The KM3NeT collaboration is constructing a new generation neutrino telescope with a volume of several cubic kilometers (final configuration) in the deep waters of the Mediterranean Sea. With the data, scientists will look for the astrophysical sources of neutrinos such as supernovae, colliding stars or gamma-ray bursts. In the domain of particle physics the properties of neutrinos will be investigated, in particular the unknown neutrino mass hierarchy.

The KM3NeT telescope detects the Cherenkov light emitted by the secondary particles produced in neutrino interactions using an array of thousands of sensitive 3 inch photo-multiplier tubes housed in 17 inch pressure resistant glass spheres, digital-optical-modules (DOMs), together with electronics. The DOMs are oriented along 700m long vertical lines, called detection units.

Data analysis of the first deployed KM3NeT detection lines

First detection lines of the KM3NeT neutrino telescope have been deployed in the Mediterranean Sea, and a first data set is available. The lines consist of light-sensitive detectors that record the time of arrival of photons produced by relativistic particles in the deep sea, and their number. In this project we will study the first data to separate various components: photons from potassium decay, bioluminesence, sparks in the photomultipliers, downgoing muons from cosmic rays, and perhaps first neutrinos.

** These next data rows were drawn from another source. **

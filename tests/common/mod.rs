#![allow(dead_code)]

use chrono::{Duration, NaiveDate, NaiveDateTime};
use panelwise::prelude::*;
use polars::prelude::{DataFrame, df};

pub fn date(year: i32, month: u32, day: u32) -> NaiveDate {
    NaiveDate::from_ymd_opt(year, month, day).unwrap()
}

pub fn midnight(year: i32, month: u32, day: u32) -> NaiveDateTime {
    date(year, month, day).and_hms_opt(0, 0, 0).unwrap()
}

/// Every day from `first` through `last`, both inclusive.
pub fn days_between(first: NaiveDate, last: NaiveDate) -> Vec<NaiveDate> {
    first.iter_days().take_while(|d| *d <= last).collect()
}

/// Daily request counts from 2021-07-01 through 2023-07-09.
///
/// Every day has 100 requests of which 99 succeed, and `one` is always `1.0`.
pub fn setup_reliability_table() -> TimeTable {
    let days = days_between(date(2021, 7, 1), date(2023, 7, 9));
    let n = days.len();
    let df: DataFrame = df![
        "day" => days,
        "num_valid" => vec![99i64; n],
        "total_num" => vec![100i64; n],
        "one" => vec![1.0; n],
    ]
    .unwrap();
    TimeTable::new(df, "day").unwrap()
}

/// Daily rows for the first quarter of 2023.
///
/// `full` is `3.0` on every row; `na` is `3.0` for the first 45 rows and missing afterwards.
pub fn setup_quarter_table() -> TimeTable {
    let days = days_between(date(2023, 1, 1), date(2023, 3, 31));
    let full = days.iter().map(|_| 3.0).collect::<Vec<_>>();
    let na = (0..days.len())
        .map(|i| (i < 45).then_some(3.0))
        .collect::<Vec<_>>();
    let df: DataFrame = df!["day" => days, "full" => full, "na" => na].unwrap();
    TimeTable::new(df, "day").unwrap()
}

/// Hourly-stamped rows at noon for `days` days starting 2023-06-01, with `value` counting up.
pub fn setup_noon_table(days: i64) -> TimeTable {
    let stamps = (0..days)
        .map(|i| midnight(2023, 6, 1) + Duration::days(i) + Duration::hours(12))
        .collect::<Vec<_>>();
    let values = (0..days).map(|i| i as f64).collect::<Vec<_>>();
    let df: DataFrame = df!["ts" => stamps, "value" => values].unwrap();
    TimeTable::new(df, "ts").unwrap()
}
use polars::prelude::{DataFrame, DataType, JsonFormat, JsonWriter, SerWriter};
use serde_json::Value;

use crate::error::{AggregationError, DataError, PanelwiseError, PanelwiseResult};

pub(crate) fn polars_err(context: &str, e: polars::error::PolarsError) -> PanelwiseError {
    PanelwiseError::Data(DataError::DataFrame(format!("{context}: {e}")))
}

/// Integer and floating point dtypes; booleans, strings and temporal types are not numeric.
pub(crate) fn is_numeric(dtype: &DataType) -> bool {
    matches!(
        dtype,
        DataType::Int8
            | DataType::Int16
            | DataType::Int32
            | DataType::Int64
            | DataType::UInt8
            | DataType::UInt16
            | DataType::UInt32
            | DataType::UInt64
            | DataType::Float32
            | DataType::Float64
    )
}

pub trait DataFrameExt {
    /// Values of a numeric column as `f64`, with nulls and NaNs reported as `None`.
    ///
    /// # Errors
    /// * [`DataError::ColumnNotFound`] if the column does not exist.
    /// * [`AggregationError::NonNumericColumn`] if its dtype is not numeric.
    fn f64_values(&self, name: &str) -> PanelwiseResult<Vec<Option<f64>>>;

    /// One flag per row telling whether the column holds an observed value.
    ///
    /// Nulls are unobserved for every dtype; NaN is unobserved for float columns.
    fn observed_mask(&self, name: &str) -> PanelwiseResult<Vec<bool>>;

    /// Rows as JSON objects keyed by column name; nulls become `null`.
    fn to_json_rows(&self) -> PanelwiseResult<Vec<serde_json::Map<String, Value>>>;
}

impl DataFrameExt for DataFrame {
    fn f64_values(&self, name: &str) -> PanelwiseResult<Vec<Option<f64>>> {
        let column = self
            .column(name)
            .map_err(|_| DataError::ColumnNotFound(name.to_string()))?;

        if !is_numeric(column.dtype()) {
            return Err(AggregationError::NonNumericColumn {
                column: name.to_string(),
                dtype: column.dtype().to_string(),
            }
            .into());
        }

        let cast = column
            .cast(&DataType::Float64)
            .map_err(|e| polars_err(&format!("Casting '{name}' to f64"), e))?;
        let values = cast
            .f64()
            .map_err(|e| polars_err(&format!("Reading '{name}' as f64"), e))?;

        Ok(values
            .into_iter()
            .map(|v| v.filter(|x| !x.is_nan()))
            .collect())
    }

    fn observed_mask(&self, name: &str) -> PanelwiseResult<Vec<bool>> {
        let column = self
            .column(name)
            .map_err(|_| DataError::ColumnNotFound(name.to_string()))?;

        if is_numeric(column.dtype()) {
            return Ok(self
                .f64_values(name)?
                .into_iter()
                .map(|v| v.is_some())
                .collect());
        }

        Ok(column
            .as_materialized_series()
            .is_not_null()
            .into_iter()
            .map(|v| v.unwrap_or(false))
            .collect())
    }

    fn to_json_rows(&self) -> PanelwiseResult<Vec<serde_json::Map<String, Value>>> {
        if self.height() == 0 {
            return Ok(Vec::new());
        }

        let mut buf = Vec::new();
        JsonWriter::new(&mut buf)
            .with_json_format(JsonFormat::Json)
            .finish(&mut self.clone())
            .map_err(|e| polars_err("Writing rows as JSON", e))?;

        serde_json::from_slice(&buf)
            .map_err(|e| DataError::DataFrame(format!("Reading rows back from JSON: {e}")).into())
    }
}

Supervisors: Ronald Bruijn and Paul de Jong

Neutrino oscillation measurements with the KM3NeT neutrino telescope

The ORCA block of the KM3NeT neutrino telescope currently under construction will be able to measure the oscillations of neutrinos produced in interactions of cosmic rays with the earth atmosphere. Fundamental neutrino properties can be deduced from these oscillations measurements, in particular the so-called mass hierarchy of neutrinos. In this project we will simulate the ORCA measurements of neutrino oscillations, and study the dependence of the sensitivity on experimental uncertainties, such as energy resolution and neutrino flavour identification, and theoretical uncertainties, such as the atmospheric neutrino flux and neutrino cross sections. The results will help ORCA to identify the main sources of uncertainty, and therefore to actively try to reduce these and improve the final measurement.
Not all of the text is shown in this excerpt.